Instructions to follow —
Retype the whole of the data exactly.

--- Data excerpts Enclosed Below ---

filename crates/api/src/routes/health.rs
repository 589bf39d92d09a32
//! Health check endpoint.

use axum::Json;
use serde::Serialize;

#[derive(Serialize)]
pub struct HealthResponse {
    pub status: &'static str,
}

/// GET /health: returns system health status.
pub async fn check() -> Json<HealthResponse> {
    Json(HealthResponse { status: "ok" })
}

--- End of Enclosed Data excerpts ---

Solution to this problem —
filename crates/api/src/routes/health.rs
repository 589bf39d92d09a32
//! Health check endpoint.

use axum::Json;
use serde::Serialize;

#[derive(Serialize)]
pub struct HealthResponse {
    pub status: &'static str,
}

/// GET /health: returns system health status.
pub async fn check() -> Json<HealthResponse> {
    Json(HealthResponse { status: "ok" })
}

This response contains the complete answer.